▸ WORK TO BE COMPLETED: Lines from the top of the entries through the line that has "use crate::config::RoutingConfig;" must be duplicated exactly, and no others.
***** DATA FOR THIS TASK *****
//! Link ingestion service
//!
//! Every write goes to the store first, then synchronously invalidates the
//! cache entry for the code before returning to the caller.

use std::sync::Arc;

use chrono::{DateTime, Utc};
use serde::Deserialize;
use tracing::info;

use crate::cache::CompositeCacheTrait;
use crate::config::RoutingConfig;
use crate::errors::{Result, ShortlinkError};
use crate::generator::CodeGenerator;
use crate::services::Requester;
use crate::storage::{LinkMapping, LinkPage, LinkPatch, LinkStore};
use crate::utils::{TimeParser, is_valid_short_code, normalize_code, validate_url};

// ============ Request DTOs ============

/// Request to create a new link
#[derive(Debug, Clone, Default, Deserialize)]
pub struct CreateLinkRequest {
    pub target_url: String,
    /// Generated when absent or empty
    #[serde(default)]
    pub custom_code: Option<String>,
    /// RFC3339 or relative ("1d", "2h30m")
    #[serde(default)]
    pub expires_at: Option<String>,
    #[serde(default)]
    pub owner: Option<String>,
}

/// Partial update. `expires_at: Some("")` clears the expiry.
#[derive(Debug, Clone, Default, Deserialize)]
pub struct UpdateLinkRequest {
    #[serde(default)]
    pub target_url: Option<String>,
    #[serde(default)]
    pub expires_at: Option<String>,
}

// ============ LinkService Implementation ============

pub struct LinkService {
    store: Arc<dyn LinkStore>,
    cache: Arc<dyn CompositeCacheTrait>,
    generator: CodeGenerator,
    reserved: Vec<String>,
    ignore_case: bool,
}

impl LinkService {
    pub fn new(
        store: Arc<dyn LinkStore>,
        cache: Arc<dyn CompositeCacheTrait>,
        generator: CodeGenerator,
        routing: &RoutingConfig,
    ) -> Self {
        Self {
            store,
            cache,
            generator,
            reserved: routing.reserved_segments(),
            ignore_case: routing.ignore_case,
        }
    }

    fn validate_target(target: &str) -> Result<String> {
        validate_url(target)
            .map(str::to_string)
            .map_err(|e| ShortlinkError::validation(e.to_string()))
    }

    fn validate_custom_code(&self, raw: &str) -> Result<String> {
        let code = normalize_code(raw, self.ignore_case);
        if !is_valid_short_code(&code) {
            return Err(ShortlinkError::validation(format!(
                "Invalid short code '{}'. Use 1-64 characters of letters, digits, '-' or '_'",
                raw
            )));
        }
        if self.reserved.iter().any(|r| r.eq_ignore_ascii_case(&code)) {
            return Err(ShortlinkError::validation(format!(
                "Short code '{}' conflicts with a reserved route",
                code
            )));
        }
        Ok(code)
    }

    /// Parse an expiry that must lie in the future
    fn parse_future_expiry(input: &str) -> Result<DateTime<Utc>> {
        let now = Utc::now();
        let at = TimeParser::parse_expire_time_at(input, now).map_err(ShortlinkError::validation)?;
        if at <= now {
            return Err(ShortlinkError::validation(format!(
                "Expiration time '{}' is in the past",
                input
            )));
        }
        Ok(at)
    }

    async fn load_authorized(&self, code: &str, requester: &Requester) -> Result<LinkMapping> {
        let code = normalize_code(code, self.ignore_case);
        let link = self
            .store
            .get(&code)
            .await?
            .ok_or_else(|| ShortlinkError::not_found(format!("Link '{}' not found", code)))?;
        requester.authorize(&link)?;
        Ok(link)
    }

    // ============ Operations ============

    pub async fn create_link(&self, req: CreateLinkRequest) -> Result<LinkMapping> {
        let target = Self::validate_target(&req.target_url)?;

        let custom_code = match req.custom_code.as_deref().filter(|c| !c.is_empty()) {
            Some(raw) => Some(self.validate_custom_code(raw)?),
            None => None,
        };

        let expires_at = match req.expires_at.as_deref().filter(|s| !s.trim().is_empty()) {
            Some(s) => Some(Self::parse_future_expiry(s)?),
            None => None,
        };

        let mut template = LinkMapping::new(String::new(), target);
        template.expires_at = expires_at;
        template.owner = req.owner.filter(|o| !o.is_empty());

        let link = match custom_code {
            Some(code) => {
                template.code = code;
                self.store.insert(&template).await?;
                template
            }
            None => {
                let store = Arc::clone(&self.store);
                self.generator
                    .allocate(|code| {
                        let store = Arc::clone(&store);
                        let mut link = template.clone();
                        link.code = code;
                        async move {
                            store.insert(&link).await?;
                            Ok(link)
                        }
                    })
                    .await?
            }
        };

        // 清掉此前可能写入的负缓存
        self.cache.invalidate(&link.code);

        info!(
            "LinkService: created link '{}' -> '{}' (owner: {})",
            link.code,
            link.target,
            link.owner.as_deref().unwrap_or("-")
        );
        Ok(link)
    }

    pub async fn update_link(
        &self,
        code: &str,
        requester: &Requester,
        req: UpdateLinkRequest,
    ) -> Result<LinkMapping> {
        let existing = self.load_authorized(code, requester).await?;

        let mut patch = LinkPatch::default();
        if let Some(target) = req.target_url.as_deref() {
            patch.target = Some(Self::validate_target(target)?);
        }
        if let Some(expires) = req.expires_at.as_deref() {
            patch.expires_at = if expires.trim().is_empty() {
                Some(None)
            } else {
                Some(Some(Self::parse_future_expiry(expires)?))
            };
        }
        if patch.is_empty() {
            return Err(ShortlinkError::validation("Nothing to update"));
        }

        let updated = self.store.update(&existing.code, &patch).await;
        // 写入报错时结果可能已落库，同样需要失效
        self.cache.invalidate(&existing.code);
        let updated = updated?;

        info!(
            "LinkService: '{}' updated link '{}'",
            requester.display_name(),
            updated.code
        );
        Ok(updated)
    }

    pub async fn disable_link(&self, code: &str, requester: &Requester) -> Result<LinkMapping> {
        self.toggle(code, requester, true).await
    }

    pub async fn enable_link(&self, code: &str, requester: &Requester) -> Result<LinkMapping> {
        self.toggle(code, requester, false).await
    }

    async fn toggle(&self, code: &str, requester: &Requester, disabled: bool) -> Result<LinkMapping> {
        let existing = self.load_authorized(code, requester).await?;

        let result = self.store.set_disabled(&existing.code, disabled).await;
        self.cache.invalidate(&existing.code);
        let link = result?;

        info!(
            "LinkService: '{}' {} link '{}'",
            requester.display_name(),
            if disabled { "disabled" } else { "enabled" },
            link.code
        );
        Ok(link)
    }

    pub async fn get_link(&self, code: &str, requester: &Requester) -> Result<LinkMapping> {
        self.load_authorized(code, requester).await
    }

    pub async fn list_links(
        &self,
        requester: &Requester,
        page: u64,
        page_size: u64,
    ) -> Result<LinkPage> {
        self.store
            .list_by_owner(requester.owner_filter(), page, page_size)
            .await
    }
}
*****
▸ SOLVED EXERCISE:
//! Link ingestion service
//!
//! Every write goes to the store first, then synchronously invalidates the
//! cache entry for the code before returning to the caller.

use std::sync::Arc;

use chrono::{DateTime, Utc};
use serde::Deserialize;
use tracing::info;

use crate::cache::CompositeCacheTrait;
use crate::config::RoutingConfig;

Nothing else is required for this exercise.